Mark Lipscomb seems to equate an uneasy state of mind with physical upset. The figures in his large oils are likely to be upside-down or so skewed that they don't seem connected to the space they occupy. Often that's because we look at scenes from an odd angle, peering down into an enclave of "Men Smoking," a nude man teetering on a chair at the edge of a balcony, or a pair of joggers approaching each other on a winding path. These--and about a dozen others--are strange paintings that occasionally turn bizarre, as when we encounter a couple of gluttons "Eating the Landscape."

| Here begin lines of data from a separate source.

/// A registered subscription on one device
#[derive(Debug, Clone)]
pub struct Observation {
    kind: ObservationKind,
    paths: Vec<ResourcePath>,
}

#[derive(Debug, Clone, Copy, PartialEq, Eq)]
pub enum ObservationKind {
    Single,
    Composite,
}

impl Observation {
    fn kind_name(&self) -> &'static str {
        match self.kind {
            ObservationKind::Single => "SingleObservation",
            ObservationKind::Composite => "CompositeObservation",
        }
    }

    fn rendered_paths(&self) -> String {
        self.paths
            .iter()
            .map(ResourcePath::render)
            .collect::<Vec<_>>()
            .join(", ")
    }

    /// Registry listing tag, e.g. `SingleObservation:/3/0/9`
    fn describe(&self) -> String {
        match self.kind {
            ObservationKind::Single => format!("SingleObservation:{}", self.paths[0]),
            ObservationKind::Composite => {
                format!("CompositeObservation: [{}]", self.rendered_paths())
            }
        }
    }
}

/// Result of a single-path registration attempt
#[derive(Debug, Clone, Copy, PartialEq, Eq)]
pub enum ObserveOutcome {
    Registered,
    /// The exact path was already registered as a Single observation
    AlreadyRegistered,
}

#[derive(Debug, Default)]
struct RegistryState {
    observations: Vec<Observation>,
    attributes: HashMap<String, NotificationAttributes>,
    last_notified: HashMap<String, Instant>,
}

/// Observation and attribute state for one device identity
#[derive(Debug, Default)]
pub struct DeviceRegistry {
    state: Mutex<RegistryState>,
}
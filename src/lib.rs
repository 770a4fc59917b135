//! rust-lwm2m - LwM2M device management resource model and RPC layer
//!
//! This library implements the server-side device-management core of the
//! LwM2M (Lightweight Machine-to-Machine) protocol: a versioned resource
//! path model with friendly key names, a wire value codec with deterministic
//! OPAQUE encodings, a notification-attribute validator, a per-device
//! observation registry, and the RPC dispatcher that ties them together.
//!
//! # Example
//!
//! ```no_run
//! use rust_lwm2m::{DeviceProfile, DeviceSession, InMemoryResourceTree, RpcDispatcher, RpcRequest};
//! use serde_json::json;
//!
//! // Load the device's object models and key names
//! let profile = DeviceProfile::from_file("device_profile.json").unwrap();
//! let session = DeviceSession::new("urn:imei:123456789012345", profile);
//!
//! // Dispatch operator requests against a resource tree
//! let dispatcher = RpcDispatcher::new(InMemoryResourceTree::new());
//! let request = RpcRequest::new("Read", json!({"id": "/3/0/9"}));
//! let response = dispatcher.dispatch(&session, &request);
//! println!("{}", serde_json::to_string(&response).unwrap());
//! ```

pub mod attributes;
pub mod client;
pub mod codec;
pub mod dispatcher;
mod error;
pub mod model;
pub mod node;
pub mod observation;
pub mod path;
pub mod rpc;
pub mod tree;

pub use client::{DeviceSession, NoopSink, UpdateSink};
pub use dispatcher::RpcDispatcher;
pub use error::{Lwm2mError, Result};
pub use model::{DeviceProfile, ResourceAccess, ResourceType};
pub use node::{ResourceNode, ResourceValue};
pub use observation::{DeviceRegistry, ObserveOutcome};
pub use path::ResourcePath;
pub use rpc::{ResponseCode, RpcRequest, RpcResponse};
pub use tree::{InMemoryResourceTree, ProviderError, ResourceTreeProvider};
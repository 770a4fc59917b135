//! Error types for rust-lwm2m

use thiserror::Error;

/// Main error type for LwM2M device-management operations
#[derive(Debug, Error)]
pub enum Lwm2mError {
    /// Validation failure (maps to BAD_REQUEST)
    #[error("{0}")]
    BadRequest(String),

    /// Addressed node is absent from the client's tree (maps to NOT_FOUND)
    #[error("{0}")]
    NotFound(String),

    /// Operation forbidden by the resource access mode (maps to METHOD_NOT_ALLOWED)
    #[error("{0}")]
    MethodNotAllowed(String),

    /// Unexpected failure, including unsupported device features
    /// (maps to INTERNAL_SERVER_ERROR)
    #[error("{0}")]
    Internal(String),

    /// IO error (profile file operations)
    #[error("IO error: {0}")]
    Io(#[from] std::io::Error),

    /// JSON parsing/serialization error
    #[error("JSON error: {0}")]
    Json(#[from] serde_json::Error),
}

/// Result type alias for LwM2M operations
pub type Result<T> = std::result::Result<T, Lwm2mError>;
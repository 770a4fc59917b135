//! Per-device session: identity, profile, registry and update emission

use crate::error::{Lwm2mError, Result};
use crate::model::DeviceProfile;
use crate::node::ResourceNode;
use crate::observation::DeviceRegistry;
use crate::path::ResourcePath;
use crate::tree::ResourceTreeProvider;
use serde_json::Value;
use std::time::Instant;
use tracing::warn;

/// Downstream consumer of observation-driven updates
///
/// Emission is fire-and-forget: callers return once registry state is
/// correct, not once delivery is confirmed.
pub trait UpdateSink: Send + Sync {
    fn emit(&self, device_id: &str, path: &ResourcePath, node: &ResourceNode);
}

/// Sink that drops updates, for setups without a telemetry pipeline
#[derive(Debug, Default)]
pub struct NoopSink;

impl UpdateSink for NoopSink {
    fn emit(&self, _device_id: &str, _path: &ResourcePath, _node: &ResourceNode) {}
}

/// State held for one connected device
#[derive(Debug)]
pub struct DeviceSession {
    device_id: String,
    profile: DeviceProfile,
    registry: DeviceRegistry,
}

impl DeviceSession {
    pub fn new(device_id: impl Into<String>, profile: DeviceProfile) -> Self {
        DeviceSession {
            device_id: device_id.into(),
            profile,
            registry: DeviceRegistry::new(),
        }
    }

    pub fn device_id(&self) -> &str {
        &self.device_id
    }

    pub fn profile(&self) -> &DeviceProfile {
        &self.profile
    }

    pub fn registry(&self) -> &DeviceRegistry {
        &self.registry
    }

    /// Resolve the `id`/`key` parameter pair to a validated path
    pub fn resolve_target(&self, params: &Value) -> Result<ResourcePath> {
        let text = match (params.get("id"), params.get("key")) {
            (Some(Value::String(id)), _) => id.clone(),
            (_, Some(Value::String(key))) => self.profile.resolve_key(key)?.to_string(),
            _ => {
                return Err(Lwm2mError::BadRequest(
                    "Can't find 'key' or 'id' in the requestParams parameters!".to_string(),
                ));
            }
        };
        let path = ResourcePath::parse(&text)?;
        path.validate_version(&self.profile)?;
        Ok(path)
    }

    /// Resolve the composite `ids`/`keys` parameter pair to validated paths
    pub fn resolve_targets(&self, params: &Value) -> Result<Vec<ResourcePath>> {
        let texts: Vec<String> = match (params.get("ids"), params.get("keys")) {
            (Some(Value::Array(ids)), _) => ids
                .iter()
                .map(|v| {
                    v.as_str().map(str::to_string).ok_or_else(|| {
                        Lwm2mError::BadRequest(format!("Invalid path: {}", v))
                    })
                })
                .collect::<Result<_>>()?,
            (_, Some(Value::Array(keys))) => keys
                .iter()
                .map(|v| {
                    let key = v.as_str().ok_or_else(|| {
                        Lwm2mError::BadRequest(format!("Invalid key: {}", v))
                    })?;
                    Ok(self.profile.resolve_key(key)?.to_string())
                })
                .collect::<Result<_>>()?,
            _ => {
                return Err(Lwm2mError::BadRequest(
                    "Can't find 'keys' or 'ids' in the requestParams parameters!".to_string(),
                ));
            }
        };
        if texts.is_empty() {
            return Err(Lwm2mError::BadRequest(
                "Composite request requires at least one path!".to_string(),
            ));
        }
        texts
            .iter()
            .map(|text| {
                let path = ResourcePath::parse(text)?;
                path.validate_version(&self.profile)?;
                Ok(path)
            })
            .collect()
    }

    /// Re-evaluate observed paths on a registration-update event
    ///
    /// Due paths are collected and stamped under the registry lock, then
    /// read from the provider and emitted with the lock released.
    pub fn on_registration_update<P: ResourceTreeProvider + ?Sized>(
        &self,
        provider: &P,
        sink: &dyn UpdateSink,
    ) {
        let due = self.registry.due_for_update(Instant::now());
        for path in due {
            match provider.node(&self.device_id, &path) {
                Ok(node) => sink.emit(&self.device_id, &path, &node),
                Err(err) => {
                    warn!(device = %self.device_id, path = %path, error = %err,
                        "skipping update emission");
                }
            }
        }
    }

    /// Drop all observation and attribute state on deregistration
    pub fn on_deregistration(&self) {
        self.registry.clear();
    }
}

#[cfg(test)]
mod tests {
    use super::*;
    use crate::model::ResourceType;
    use crate::node::ResourceValue;
    use crate::tree::InMemoryResourceTree;
    use serde_json::json;
    use std::collections::BTreeMap;
    use std::sync::Mutex;

    fn profile() -> DeviceProfile {
        r#"{
            "objects": [{
                "id": 3,
                "version": "1.0",
                "resources": [
                    {"id": 9, "name": "Battery Level", "operations": "R", "type": "integer"}
                ]
            }],
            "keys": {"batteryLevel": "/3_1.0/0/9"}
        }"#
        .parse()
        .unwrap()
    }

    #[test]
    fn test_resolve_by_id_and_key() {
        let session = DeviceSession::new("urn:dev-1", profile());
        assert_eq!(
            session.resolve_target(&json!({"id": "/3/0/9"})).unwrap(),
            ResourcePath::resource(3, 0, 9)
        );
        assert_eq!(
            session
                .resolve_target(&json!({"key": "batteryLevel"}))
                .unwrap(),
            ResourcePath::resource(3, 0, 9)
        );
    }

    #[test]
    fn test_resolve_missing_target() {
        let session = DeviceSession::new("urn:dev-1", profile());
        let err = session.resolve_target(&json!({})).unwrap_err();
        assert_eq!(
            err.to_string(),
            "Can't find 'key' or 'id' in the requestParams parameters!"
        );
    }

    #[test]
    fn test_resolve_rejects_wrong_version() {
        let session = DeviceSession::new("urn:dev-1", profile());
        let err = session
            .resolve_target(&json!({"id": "/3_1.2/0/9"}))
            .unwrap_err();
        assert_eq!(
            err.to_string(),
            "Specified resource id /3_1.2/0/9 is not valid version! Must be version: 1.0"
        );
    }

    #[test]
    fn test_resolve_composite_targets() {
        let session = DeviceSession::new("urn:dev-1", profile());
        let paths = session
            .resolve_targets(&json!({"ids": ["/3/0/9", "/3/0"]}))
            .unwrap();
        assert_eq!(paths.len(), 2);
        let by_key = session
            .resolve_targets(&json!({"keys": ["batteryLevel"]}))
            .unwrap();
        assert_eq!(by_key, vec![ResourcePath::resource(3, 0, 9)]);
        assert!(session.resolve_targets(&json!({"ids": []})).is_err());
    }

    #[derive(Default)]
    struct RecordingSink {
        emitted: Mutex<Vec<String>>,
    }

    impl UpdateSink for RecordingSink {
        fn emit(&self, _device_id: &str, path: &ResourcePath, _node: &ResourceNode) {
            self.emitted.lock().unwrap().push(path.render());
        }
    }

    #[test]
    fn test_registration_update_emits_observed_paths() {
        let session = DeviceSession::new("urn:dev-1", profile());
        let tree = InMemoryResourceTree::new();
        let mut resources = BTreeMap::new();
        resources.insert(
            9,
            ResourceNode::single(9, ResourceType::Integer, ResourceValue::Integer(42)),
        );
        let mut instances = BTreeMap::new();
        instances.insert(0, ResourceNode::ObjectInstance { id: 0, resources });
        let mut objects = BTreeMap::new();
        objects.insert(3, ResourceNode::Object { id: 3, instances });
        tree.seed_device("urn:dev-1", objects);

        session
            .registry()
            .observe_single(ResourcePath::resource(3, 0, 9))
            .unwrap();
        let sink = RecordingSink::default();
        session.on_registration_update(&tree, &sink);
        assert_eq!(*sink.emitted.lock().unwrap(), vec!["/3/0/9".to_string()]);
    }
}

Lipscomb is good at inventing vertiginous space and evoking the higgledy-piggledy aspects of Southern California's pink-and-green landscape, but his handling of figures seems confused. Most of the people resemble distorted statuary--mute, inexpressive types who are either in a trance-like state or oblivious to their surroundings. That idea could work but it seems to run contrary to Lipscomb's intention in "psychological narratives" said to offer "a penetrating vision of the figure interacting within his environment."
The pictures are meant to be troubling, but we end up wondering what the artist meant to convey instead of grappling with psychological tension. Still, this is intriguing new work that stands a good chance of shaping up over time. (Fahey/Klein Gallery, 148 N. La Brea Ave., to Jan 23.